1. Up your PR productivity

One of the big problems with public relations is that people don’t do enough of it. Despite the notion that there are too many press releases issued, most organisations only send a handful of press releases each year.

To develop a professional public relations approach you need to be sharing a new message with a different audience at least once a week. Yes you heard me correctly, once a week. There are several hundred opportunities every week. MediaHQ.com has over 7,500 individual contacts – over saturation is almost impossible.

The key is to share a new message with a different audience. It doesn’t always have to be a national press release, you could issue to your local media or to your trade press. Just get busy and start issuing.

2. Build a new audience

You shouldn’t be overly reliant on one audience.
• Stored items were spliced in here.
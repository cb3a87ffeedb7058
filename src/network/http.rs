//! HTTP routing and responses

use std::fmt::Display;
use std::net::SocketAddr;
use std::sync::Arc;

use http_body_util::{BodyExt, Full};
use hyper::body::{Body, Bytes};
use hyper::header::{self, HeaderValue};
use hyper::{Method, Request, Response, StatusCode};
use serde::Serialize;
use serde_json::json;
use tracing::{debug, error, warn};

use crate::capture;
use crate::{InhookError, Result};

use super::{AppState, WebSocketHandler};

const ALLOW_ORIGIN: &str = "*";
const ALLOW_METHODS: &str = "GET, POST, PUT, DELETE, OPTIONS";
const ALLOW_HEADERS: &str =
    "Origin, Content-Type, Content-Length, Accept-Encoding, X-CSRF-Token, Authorization";

/// A resolved request target
#[derive(Debug, Clone, Copy, PartialEq, Eq)]
pub enum Route<'a> {
    /// CORS preflight for any path
    Preflight,
    /// `POST /api/sessions`
    CreateSession,
    /// `GET /api/sessions/{id}`
    GetSession(&'a str),
    /// `GET /api/events/{id}`
    ListEvents(&'a str),
    /// Any method on `/events/{id}`
    Capture(&'a str),
    /// `GET /ws/{id}`
    Observe(&'a str),
    /// Nothing matched
    NotFound,
}

impl<'a> Route<'a> {
    /// Resolve a method and path to a route
    #[must_use]
    pub fn resolve(method: &Method, path: &'a str) -> Self {
        if *method == Method::OPTIONS {
            return Self::Preflight;
        }

        let segments: Vec<&'a str> = path.trim_start_matches('/').split('/').collect();

        match segments.as_slice() {
            ["api", "sessions"] if *method == Method::POST => Self::CreateSession,
            ["api", "sessions", id] if *method == Method::GET && !id.is_empty() => {
                Self::GetSession(*id)
            }
            ["api", "events", id] if *method == Method::GET && !id.is_empty() => {
                Self::ListEvents(*id)
            }
            ["events", id] if !id.is_empty() => Self::Capture(*id),
            ["ws", id] if *method == Method::GET && !id.is_empty() => Self::Observe(*id),
            _ => Self::NotFound,
        }
    }
}

/// HTTP handler for the session API, capture endpoint and observer upgrade
pub struct HttpHandler;

impl HttpHandler {
    /// Serve one request
    ///
    /// Every response carries the CORS headers.
    pub async fn handle<B>(
        state: Arc<AppState>,
        mut request: Request<B>,
        peer: SocketAddr,
    ) -> Response<Full<Bytes>>
    where
        B: Body,
        B::Error: Display,
    {
        let method = request.method().clone();
        let path = request.uri().path().to_string();

        let response = match Route::resolve(&method, &path) {
            Route::Preflight => Self::empty_response(StatusCode::NO_CONTENT),
            Route::CreateSession => {
                let session = state.registry.create_session().await;
                Self::json_response(StatusCode::CREATED, &session)
            }
            Route::GetSession(id) => match state.registry.get_session(id).await {
                Ok(session) => Self::json_response(StatusCode::OK, &session),
                Err(e) => Self::error_response(&e),
            },
            Route::ListEvents(id) => match state.registry.list_events(id).await {
                Ok(events) => Self::json_response(StatusCode::OK, &events),
                Err(e) => Self::error_response(&e),
            },
            Route::Capture(id) => Self::capture(&state, id, request, peer).await,
            Route::Observe(id) => WebSocketHandler::upgrade(&state, id, &mut request).await,
            Route::NotFound => {
                Self::json_response(StatusCode::NOT_FOUND, &json!({ "error": "Not found" }))
            }
        };

        debug!("{} {} -> {}", method, path, response.status().as_u16());
        Self::with_cors(response)
    }

    /// Record the request against session `id` and acknowledge it
    async fn capture<B>(
        state: &AppState,
        id: &str,
        request: Request<B>,
        peer: SocketAddr,
    ) -> Response<Full<Bytes>>
    where
        B: Body,
        B::Error: Display,
    {
        let (parts, body) = request.into_parts();

        // An unreadable body is recorded as empty rather than failing the sender
        let body = Self::read_body(body).await.unwrap_or_else(|e| {
            warn!("Capture for session {} read no body: {}", id, e);
            Bytes::new()
        });

        let captured = capture::capture_request(&parts, &body, peer);
        match state.registry.append_event(id, captured).await {
            Ok(_) => Self::json_response(StatusCode::OK, &json!({ "success": true })),
            Err(e) => Self::error_response(&e),
        }
    }

    /// Read the full request body
    ///
    /// # Errors
    ///
    /// Returns error if the body stream fails
    pub async fn read_body<B>(body: B) -> Result<Bytes>
    where
        B: Body,
        B::Error: Display,
    {
        let collected = body
            .collect()
            .await
            .map_err(|e| InhookError::Other(format!("Failed to read body: {e}")))?;

        Ok(collected.to_bytes())
    }

    /// Create a JSON response
    #[must_use]
    pub fn json_response<T>(status: StatusCode, value: &T) -> Response<Full<Bytes>>
    where
        T: Serialize + ?Sized,
    {
        match serde_json::to_vec(value) {
            Ok(body) => {
                let mut response = Response::new(Full::new(Bytes::from(body)));
                *response.status_mut() = status;
                response.headers_mut().insert(
                    header::CONTENT_TYPE,
                    HeaderValue::from_static("application/json; charset=utf-8"),
                );
                response
            }
            Err(e) => {
                error!("Failed to encode response: {}", e);
                Self::empty_response(StatusCode::INTERNAL_SERVER_ERROR)
            }
        }
    }

    /// Create an empty response
    #[must_use]
    pub fn empty_response(status: StatusCode) -> Response<Full<Bytes>> {
        let mut response = Response::new(Full::new(Bytes::new()));
        *response.status_mut() = status;
        response
    }

    /// Create an error response
    #[must_use]
    pub fn error_response(error: &InhookError) -> Response<Full<Bytes>> {
        match error {
            InhookError::SessionNotFound(_) => Self::json_response(
                StatusCode::NOT_FOUND,
                &json!({ "error": "Session not found" }),
            ),
            _ => {
                error!("Request failed: {}", error);
                Self::json_response(
                    StatusCode::INTERNAL_SERVER_ERROR,
                    &json!({ "error": error.to_string() }),
                )
            }
        }
    }

    /// Attach the permissive CORS headers
    #[must_use]
    pub fn with_cors(mut response: Response<Full<Bytes>>) -> Response<Full<Bytes>> {
        let headers = response.headers_mut();
        headers.insert(
            header::ACCESS_CONTROL_ALLOW_ORIGIN,
            HeaderValue::from_static(ALLOW_ORIGIN),
        );
        headers.insert(
            header::ACCESS_CONTROL_ALLOW_METHODS,
            HeaderValue::from_static(ALLOW_METHODS),
        );
        headers.insert(
            header::ACCESS_CONTROL_ALLOW_HEADERS,
            HeaderValue::from_static(ALLOW_HEADERS),
        );
        response
    }
}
Use 2016 to build a new channel of communication for yourself. In the digital age it is essential that you have nurtured many audiences for your message. Resources are always an issue so it is important that you pick your new tools wisely. The rule here is to invest in tools where your audience IS spending their time.

If you are selling to businesses Twitter and LinkedIn are great. If you’re involved in a consumer business then Facebook is essential. Instagram and Snapchat are good for younger audiences and Pinterest is very useful for creative businesses. At MediaHQ.com we use blogging, podcasting, Twitter, LinkedIn and email to engage with our audiences.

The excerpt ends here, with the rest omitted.